(Exercise prompt): Locate every line below that contains the word "removed" and copy it.

(Stored items from a collection)
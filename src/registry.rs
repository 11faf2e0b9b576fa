// 🗂️ Suspicious Term Registry - keywords by category + regex patterns
// Persisted as one JSON document; every mutation is written through.
//
// Storage format:
// {
//   "keywords": { "<category>": { "risk_category", "description", "examples": [..] } },
//   "patterns": [ { "pattern", "description" } ]
// }

use crate::persist::{self, StoreError};
use crate::screener::ScreeningSet;
use regex::RegexBuilder;
use serde::{Deserialize, Serialize};
use std::collections::{BTreeMap, BTreeSet};
use std::path::{Path, PathBuf};
use std::sync::Arc;
use thiserror::Error;
use tracing::{debug, info, warn};

/// Risk level given to categories created on the fly
pub const DEFAULT_RISK_CATEGORY: &str = "medium_risk";

// ============================================================================
// ERRORS
// ============================================================================

#[derive(Debug, Error)]
pub enum RegistryError {
    #[error(transparent)]
    Store(#[from] StoreError),

    #[error("invalid pattern {pattern:?}: {source}")]
    InvalidPattern {
        pattern: String,
        #[source]
        source: regex::Error,
    },

    #[error("keyword term must not be blank")]
    BlankTerm,

    #[error("pattern must not be blank")]
    BlankPattern,
}

impl RegistryError {
    /// Another writer changed the registry file while we were mutating it
    pub fn is_conflict(&self) -> bool {
        matches!(self, RegistryError::Store(StoreError::Conflict { .. }))
    }
}

// ============================================================================
// ENTRIES
// ============================================================================

#[derive(Debug, Clone, PartialEq, Eq, Serialize, Deserialize)]
pub struct KeywordCategory {
    /// Risk level, e.g. "high_risk", "medium_risk"
    #[serde(alias = "category")]
    pub risk_category: String,

    #[serde(default)]
    pub description: String,

    /// Terms matched as whole words, no duplicates
    #[serde(default)]
    pub examples: Vec<String>,
}

impl KeywordCategory {
    pub fn new(risk_category: impl Into<String>, description: impl Into<String>) -> Self {
        KeywordCategory {
            risk_category: risk_category.into(),
            description: description.into(),
            examples: Vec::new(),
        }
    }

    /// Builder: add example term
    pub fn with_example(mut self, term: impl Into<String>) -> Self {
        let term = term.into();
        if !self.examples.contains(&term) {
            self.examples.push(term);
        }
        self
    }
}

#[derive(Debug, Clone, PartialEq, Eq, Serialize, Deserialize)]
pub struct PatternEntry {
    pub pattern: String,

    #[serde(default)]
    pub description: String,
}

// ============================================================================
// REGISTRY (in-memory value)
// ============================================================================

/// Keywords and patterns at one point in time.
///
/// Categories are kept in name order so iteration and serialization are
/// deterministic.
#[derive(Debug, Clone, Default, PartialEq, Eq, Serialize, Deserialize)]
pub struct Registry {
    #[serde(default)]
    pub keywords: BTreeMap<String, KeywordCategory>,

    #[serde(default)]
    pub patterns: Vec<PatternEntry>,
}

impl Registry {
    pub fn new() -> Self {
        Self::default()
    }

    /// Every keyword across every category
    pub fn all_keywords(&self) -> BTreeSet<String> {
        self.keywords
            .values()
            .flat_map(|category| category.examples.iter().cloned())
            .collect()
    }

    /// Every pattern's expression text, in insertion order
    pub fn all_patterns(&self) -> Vec<String> {
        self.patterns.iter().map(|p| p.pattern.clone()).collect()
    }

    pub fn contains_keyword(&self, category: &str, term: &str) -> bool {
        self.keywords
            .get(category)
            .is_some_and(|c| c.examples.iter().any(|t| t == term))
    }

    pub fn contains_pattern(&self, pattern: &str) -> bool {
        self.patterns.iter().any(|p| p.pattern == pattern)
    }

    /// Returns true if the registry changed
    pub fn insert_keyword(&mut self, category: &str, term: &str, description: Option<&str>) -> bool {
        let entry = self.keywords.entry(category.to_string()).or_insert_with(|| {
            KeywordCategory::new(
                DEFAULT_RISK_CATEGORY,
                description
                    .map(str::to_string)
                    .unwrap_or_else(|| format!("Keywords related to {}", category)),
            )
        });

        if entry.examples.iter().any(|t| t == term) {
            return false;
        }
        entry.examples.push(term.to_string());
        true
    }

    /// Removes `term` from `category`; the category itself is kept even when
    /// it becomes empty.
    pub fn remove_keyword(&mut self, category: &str, term: &str) -> bool {
        match self.keywords.get_mut(category) {
            Some(entry) => {
                let before = entry.examples.len();
                entry.examples.retain(|t| t != term);
                entry.examples.len() != before
            }
            None => false,
        }
    }

    pub fn insert_pattern(&mut self, pattern: &str, description: &str) -> bool {
        if self.contains_pattern(pattern) {
            return false;
        }
        self.patterns.push(PatternEntry {
            pattern: pattern.to_string(),
            description: description.to_string(),
        });
        true
    }

    pub fn remove_pattern(&mut self, pattern: &str) -> bool {
        let before = self.patterns.len();
        self.patterns.retain(|p| p.pattern != pattern);
        self.patterns.len() != before
    }

    /// Drop duplicate terms within a category and duplicate patterns,
    /// keeping first occurrences. Returns true if anything was dropped.
    pub fn dedupe(&mut self) -> bool {
        let mut changed = false;

        for entry in self.keywords.values_mut() {
            let mut seen = BTreeSet::new();
            let before = entry.examples.len();
            entry.examples.retain(|t| seen.insert(t.clone()));
            changed |= entry.examples.len() != before;
        }

        let mut seen = BTreeSet::new();
        let before = self.patterns.len();
        self.patterns.retain(|p| seen.insert(p.pattern.clone()));
        changed |= self.patterns.len() != before;

        changed
    }
}

// ============================================================================
// REGISTRY STORE (persisted)
// ============================================================================

/// The registry file plus the compiled matchers for its current content.
///
/// Mutations are load-modify-save critical sections under the file's lock:
/// the store re-reads the file, applies the change to what is on disk, and
/// writes it back only if nobody else rewrote it in between.
pub struct RegistryStore {
    path: PathBuf,
    registry: Registry,
    fingerprint: String,
    screening: Arc<ScreeningSet>,
}

impl RegistryStore {
    /// Load the registry at `path`.
    ///
    /// A missing or unreadable document is replaced by an empty registry,
    /// which is written back immediately. Patterns that do not compile are
    /// kept in the document but left out of the snapshot.
    pub fn load(path: impl AsRef<Path>) -> Result<Self, RegistryError> {
        let path = path.as_ref().to_path_buf();
        let (registry, fingerprint) = persist::with_file_lock(&path, || read_locked(&path))?;
        let screening = Arc::new(compile_snapshot(&path, &registry)?);

        debug!(
            path = %path.display(),
            keywords = screening.keyword_count(),
            patterns = screening.pattern_count(),
            "registry loaded"
        );

        Ok(RegistryStore {
            path,
            registry,
            fingerprint,
            screening,
        })
    }

    /// Rewrite the file from the in-memory registry.
    pub fn save(&mut self) -> Result<(), RegistryError> {
        let data = persist::encode_pretty(&self.path, &self.registry)?;
        let fingerprint = persist::with_file_lock(&self.path, || {
            persist::write_if_unchanged(&self.path, Some(self.fingerprint.as_str()), &data)
        })?;
        self.fingerprint = fingerprint;
        Ok(())
    }

    /// Reload if the file changed on disk since we last saw it.
    /// Returns true when a new snapshot was compiled.
    pub fn refresh(&mut self) -> Result<bool, RegistryError> {
        let on_disk = persist::read_bytes(&self.path)?.map(|b| persist::fingerprint(&b));
        if on_disk.as_deref() == Some(self.fingerprint.as_str()) {
            return Ok(false);
        }

        let (registry, fingerprint) =
            persist::with_file_lock(&self.path, || read_locked(&self.path))?;
        self.screening = Arc::new(compile_snapshot(&self.path, &registry)?);
        self.registry = registry;
        self.fingerprint = fingerprint;

        info!(path = %self.path.display(), "registry changed on disk, snapshot recompiled");
        Ok(true)
    }

    pub fn path(&self) -> &Path {
        &self.path
    }

    pub fn registry(&self) -> &Registry {
        &self.registry
    }

    /// Compiled matchers for the current registry content
    pub fn snapshot(&self) -> Arc<ScreeningSet> {
        Arc::clone(&self.screening)
    }

    pub fn all_keywords(&self) -> BTreeSet<String> {
        self.registry.all_keywords()
    }

    pub fn all_patterns(&self) -> Vec<String> {
        self.registry.all_patterns()
    }

    /// Add `term` to `category`, creating the category if needed.
    /// Adding a term that is already there is a no-op and does not rewrite
    /// the file. Returns true if the registry changed.
    pub fn add_keyword(
        &mut self,
        category: &str,
        term: &str,
        description: Option<&str>,
    ) -> Result<bool, RegistryError> {
        if term.trim().is_empty() {
            return Err(RegistryError::BlankTerm);
        }

        let changed = self.mutate(|registry| registry.insert_keyword(category, term, description))?;
        if changed {
            info!(category, term, "keyword added");
        }
        Ok(changed)
    }

    /// Add several terms to `category` in one write. Either every new term
    /// lands on disk or none does. Returns the terms that were not already
    /// present, in the order given.
    pub fn add_keywords(
        &mut self,
        category: &str,
        terms: &[String],
        description: Option<&str>,
    ) -> Result<Vec<String>, RegistryError> {
        if terms.iter().any(|term| term.trim().is_empty()) {
            return Err(RegistryError::BlankTerm);
        }

        let mut added = Vec::new();
        self.mutate(|registry| {
            for term in terms {
                if registry.insert_keyword(category, term, description) {
                    added.push(term.clone());
                }
            }
            !added.is_empty()
        })?;

        if !added.is_empty() {
            info!(category, terms = ?added, "keywords added");
        }
        Ok(added)
    }

    pub fn remove_keyword(&mut self, category: &str, term: &str) -> Result<bool, RegistryError> {
        let changed = self.mutate(|registry| registry.remove_keyword(category, term))?;
        if changed {
            info!(category, term, "keyword removed");
        }
        Ok(changed)
    }

    /// Add a regex pattern. The expression must compile.
    pub fn add_pattern(&mut self, pattern: &str, description: &str) -> Result<bool, RegistryError> {
        if pattern.trim().is_empty() {
            return Err(RegistryError::BlankPattern);
        }
        RegexBuilder::new(pattern)
            .case_insensitive(true)
            .build()
            .map_err(|source| RegistryError::InvalidPattern {
                pattern: pattern.to_string(),
                source,
            })?;

        let changed = self.mutate(|registry| registry.insert_pattern(pattern, description))?;
        if changed {
            info!(pattern, description, "pattern added");
        }
        Ok(changed)
    }

    pub fn remove_pattern(&mut self, pattern: &str) -> Result<bool, RegistryError> {
        let changed = self.mutate(|registry| registry.remove_pattern(pattern))?;
        if changed {
            info!(pattern, "pattern removed");
        }
        Ok(changed)
    }

    /// Apply `op` to the on-disk registry under the file lock and persist
    /// the result if it changed.
    fn mutate(&mut self, op: impl FnOnce(&mut Registry) -> bool) -> Result<bool, RegistryError> {
        let path = self.path.clone();

        let outcome = persist::with_file_lock(&path, || -> Result<_, RegistryError> {
            let (mut registry, mut fingerprint) = read_locked(&path)?;
            let changed = op(&mut registry);

            let screening = compile_snapshot(&path, &registry)?;
            if changed {
                let data = persist::encode_pretty(&path, &registry)?;
                fingerprint = persist::write_if_unchanged(&path, Some(fingerprint.as_str()), &data)?;
            }
            Ok((registry, fingerprint, screening, changed))
        });

        let (registry, fingerprint, screening, changed) = match outcome {
            Ok(outcome) => outcome,
            Err(err) => {
                if err.is_conflict() {
                    warn!(path = %path.display(), "registry mutation rejected: concurrent writer");
                }
                return Err(err);
            }
        };

        self.registry = registry;
        self.fingerprint = fingerprint;
        self.screening = Arc::new(screening);
        Ok(changed)
    }
}

/// Compile the screening snapshot, leaving out patterns that do not compile.
/// They stay in the document so `remove_pattern` can still drop them.
fn compile_snapshot(path: &Path, registry: &Registry) -> Result<ScreeningSet, RegistryError> {
    let (screening, rejected) = ScreeningSet::compile_valid(registry)?;
    for err in &rejected {
        warn!(path = %path.display(), error = %err, "skipping registry pattern that does not compile");
    }
    Ok(screening)
}

/// Read the registry document, replacing a missing or corrupt file (and
/// any duplicate entries) with a well-formed one on disk.
/// Caller must hold the file lock.
fn read_locked(path: &Path) -> Result<(Registry, String), RegistryError> {
    let bytes = persist::read_bytes(path)?;
    let current = bytes.as_deref().map(persist::fingerprint);

    let (mut registry, mut needs_write) = match &bytes {
        None => {
            info!(path = %path.display(), "registry not found, initializing empty registry");
            (Registry::default(), true)
        }
        Some(bytes) => match serde_json::from_slice::<Registry>(bytes) {
            Ok(registry) => (registry, false),
            Err(e) => {
                warn!(path = %path.display(), error = %e, "registry is corrupt, resetting to empty");
                (Registry::default(), true)
            }
        },
    };

    if registry.dedupe() {
        warn!(path = %path.display(), "registry contained duplicate entries, dropped them");
        needs_write = true;
    }

    match (needs_write, current) {
        (false, Some(fingerprint)) => Ok((registry, fingerprint)),
        (_, current) => {
            let data = persist::encode_pretty(path, &registry)?;
            let fingerprint = persist::write_if_unchanged(path, current.as_deref(), &data)?;
            Ok((registry, fingerprint))
        }
    }
}

// ============================================================================
// TESTS
// ============================================================================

(Solved exercise):
            info!(category, term, "keyword removed");
            info!(pattern, "pattern removed");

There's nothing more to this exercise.